The Lamella is an Amoeba-like creature that is the stuff of our nightmares. It spreads like a black stain and devours anything in its path. Like the "Nothing" in "The Never Ending Story." It is the lethal jouissance of addiction, of unrestrained drive; At the same time, it is a single cell organism that represents the wholeness that preceded the sexual division and the death sentence. The Lamella is the object of yearning, the object that because of its being lost we were condemned to a life of sex and death. This is in line with Freud's view of the drive as essentially a drive for unity and death. If for Freud, in "Beyond the Pleasure Principle" the longing-terror is directed toward the inanimate as death, for Lacan the experience of longing-terror is in relation to the a-sexual eternal state.
There is a bargain in each of these myths. In Oedipus, at the price of losing the battle to the father the child gains the family, a sense of belonging, and eventually identification with the father, achieving manhood and the ability to become a father himself. For the girl it’s a similar course – identification with the father in order to separate from the mother and achieve subjectivity, but an extra detour returns her to the mother for gender identification. The afterlife is in the continuity of the family institution from one generation to the next. Sophocles demonstrates this eventually with Oedipus's offspring, Antigona, when she was ready to sacrifice her own life in order to bring her brother to proper burial and keep the sanctity of the family institution.

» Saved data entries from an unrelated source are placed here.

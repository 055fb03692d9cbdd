// Copyright (C) 2025 SyncMyOrders Sp. z o.o.
// SPDX-License-Identifier: AGPL-3.0-or-later
//! ComputerSystem: a logical server, its boot settings and reset action.

use redfish_core::{
    ActionResponse, Actions, Batch, Entity, Link, Links, Resource, Result, fetch_collection,
    invoke,
};
use serde::{Deserialize, Serialize};
use serde_json::json;
use tracing::instrument;

use crate::chassis::Chassis;
use crate::common::{IndicatorLed, PowerState, Status, required};
use crate::processor::Processor;
use crate::storage::Storage;

const RESET: &str = "#ComputerSystem.Reset";

/// Reset request types.
#[derive(Debug, Clone, Copy, PartialEq, Eq, Serialize, Deserialize)]
pub enum ResetType {
    On,
    ForceOff,
    GracefulShutdown,
    GracefulRestart,
    ForceRestart,
    Nmi,
    ForceOn,
    PushPowerButton,
    PowerCycle,
    Suspend,
    Pause,
    Resume,
}

/// Boot source override settings.
#[derive(Debug, Clone, Default, PartialEq, Serialize, Deserialize)]
pub struct Boot {
    /// `Pxe`, `Hdd`, `Cd`, `BiosSetup`, `UefiTarget`, ...
    #[serde(rename = "BootSourceOverrideTarget", default, skip_serializing_if = "Option::is_none")]
    pub target: Option<String>,
    /// `Disabled`, `Once` or `Continuous`.
    #[serde(rename = "BootSourceOverrideEnabled", default, skip_serializing_if = "Option::is_none")]
    pub enabled: Option<String>,
    /// `Legacy` or `UEFI`.
    #[serde(rename = "BootSourceOverrideMode", default, skip_serializing_if = "Option::is_none")]
    pub mode: Option<String>,
    #[serde(rename = "UefiTargetBootSourceOverride", default, skip_serializing_if = "Option::is_none")]
    pub uefi_target: Option<String>,
    #[serde(rename = "BootOrder", default, skip_serializing_if = "Vec::is_empty")]
    pub boot_order: Vec<String>,
    #[serde(
        rename = "BootSourceOverrideTarget@Redfish.AllowableValues",
        default,
        skip_serializing_if = "Vec::is_empty"
    )]
    pub allowable_targets: Vec<String>,
}

#[derive(Debug, Clone, Default, PartialEq, Serialize, Deserialize)]
pub struct SystemLinks {
    #[serde(rename = "Chassis", default)]
    pub chassis: Links,
    #[serde(rename = "ManagedBy", default)]
    pub managed_by: Links,
    #[serde(rename = "Endpoints", default)]
    pub endpoints: Links,
}

#[derive(Debug, Clone, Serialize, Deserialize)]
pub struct ComputerSystem {
    #[serde(flatten)]
    pub entity: Entity,
    #[serde(rename = "SystemType", default, skip_serializing_if = "Option::is_none")]
    pub system_type: Option<String>,
    #[serde(rename = "Manufacturer", default, skip_serializing_if = "Option::is_none")]
    pub manufacturer: Option<String>,
    #[serde(rename = "Model", default, skip_serializing_if = "Option::is_none")]
    pub model: Option<String>,
    #[serde(rename = "SerialNumber", default, skip_serializing_if = "Option::is_none")]
    pub serial_number: Option<String>,
    #[serde(rename = "UUID", default, skip_serializing_if = "Option::is_none")]
    pub uuid: Option<String>,
    #[serde(rename = "HostName", default, skip_serializing_if = "Option::is_none")]
    pub host_name: Option<String>,
    #[serde(rename = "AssetTag", default, skip_serializing_if = "Option::is_none")]
    pub asset_tag: Option<String>,
    #[serde(rename = "IndicatorLED", default, skip_serializing_if = "Option::is_none")]
    pub indicator_led: Option<IndicatorLed>,
    #[serde(rename = "PowerState", default, skip_serializing_if = "Option::is_none")]
    pub power_state: Option<PowerState>,
    #[serde(rename = "Status", default)]
    pub status: Status,
    #[serde(rename = "Boot", default)]
    pub boot: Boot,
    #[serde(rename = "Processors", default, skip_serializing_if = "Link::is_empty")]
    pub processors: Link,
    #[serde(rename = "Storage", default, skip_serializing_if = "Link::is_empty")]
    pub storage: Link,
    #[serde(rename = "Links", default)]
    pub links: SystemLinks,
    #[serde(rename = "Actions", default)]
    pub actions: Actions,
}
redfish_core::resource!(
    ComputerSystem,
    [
        "AssetTag",
        "HostName",
        "IndicatorLED",
        "Boot.BootSourceOverrideTarget",
        "Boot.BootSourceOverrideEnabled",
        "Boot.BootSourceOverrideMode",
        "Boot.UefiTargetBootSourceOverride",
        "Boot.BootOrder",
    ]
);

impl ComputerSystem {
    /// Reset types the service advertises, empty when it lists none.
    pub fn supported_reset_types(&self) -> Vec<ResetType> {
        self.actions
            .get(RESET)
            .allowable("ResetType")
            .iter()
            .filter_map(|value| serde_json::from_value(json!(value)).ok())
            .collect()
    }

    /// Invoke the Reset action.
    #[instrument(skip(self), fields(system = %self.odata_id()))]
    pub async fn reset(&self, reset_type: ResetType) -> Result<ActionResponse> {
        invoke(
            self.client()?,
            self.actions.get(RESET),
            &json!({ "ResetType": reset_type }),
        )
        .await
    }

    /// Set a boot source override. Takes effect on [`redfish_core::commit`].
    pub fn set_boot_override(&mut self, target: impl Into<String>, enabled: impl Into<String>) {
        self.boot.target = Some(target.into());
        self.boot.enabled = Some(enabled.into());
    }

    pub async fn processors(&self) -> Result<Batch<Processor>> {
        let uri = required(&self.processors, "Processors", self.odata_id())?;
        fetch_collection(self.client()?, uri).await
    }

    pub async fn storage(&self) -> Result<Batch<Storage>> {
        let uri = required(&self.storage, "Storage", self.odata_id())?;
        fetch_collection(self.client()?, uri).await
    }

    pub async fn chassis(&self) -> Result<Batch<Chassis>> {
        self.links.chassis.fetch(self.client()?).await
    }
}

In Totem and Taboo, the unrestrained jouissance of the living body, the control of the dictator, is bartered for brotherhood, law, constitution, and identification with the Totem that is imbued with eternal qualities like God. The animal as a symbol for the Totem convey the idea that eternity also takes the form of identifying with nature.
In "Beyond the Pleasure Principle", language enables the replacement of the thing with the presence of the name that represents it. The serenity of the inanimate and the ecstasy of the trauma are exchanged for living a symbolic life of desire.
In the myth of the Lamella Lacan includes the previous myths of Freud and takes them a step further. In exchange for the eternal life of the single-celled organism, the multi-cellular human organism receives the symbol, speech and language. The eternal life that was lost with the inauguration of sexuality returns with the advent of the signifier. The Lamella is both, the lost eternal single-cell and its return as signifier, like the Totem, a primal animal refusing to succumb to the limitation of biological time. The word allows humans a window to the beyond of his or her organic time on Earth. That is why significance is possible in commemoration, creation and a vast array of Totems.
In the seminar "The Ethics of Psychoanalysis" 1960, Lacan said that what was created at the first death survives the second death. What was created at the first death is the word at the death of the thing, death of the raw jouissance. What survives the second death is the signifier that transcends the organic death of the individual. The myth of the Skate fish allows the fishermen to believe that tomorrow the wind will subside and they will be able to go out to sea. The myths of psychoanalysis make it possible to believe that life has meaning beyond the pleasure of living it. Life, like the myth, can be read diachronically, as a narrative, temporally from beginning to end, but it can also be read synchronically, simultaneously, in a dimension that is beyond time and its limits.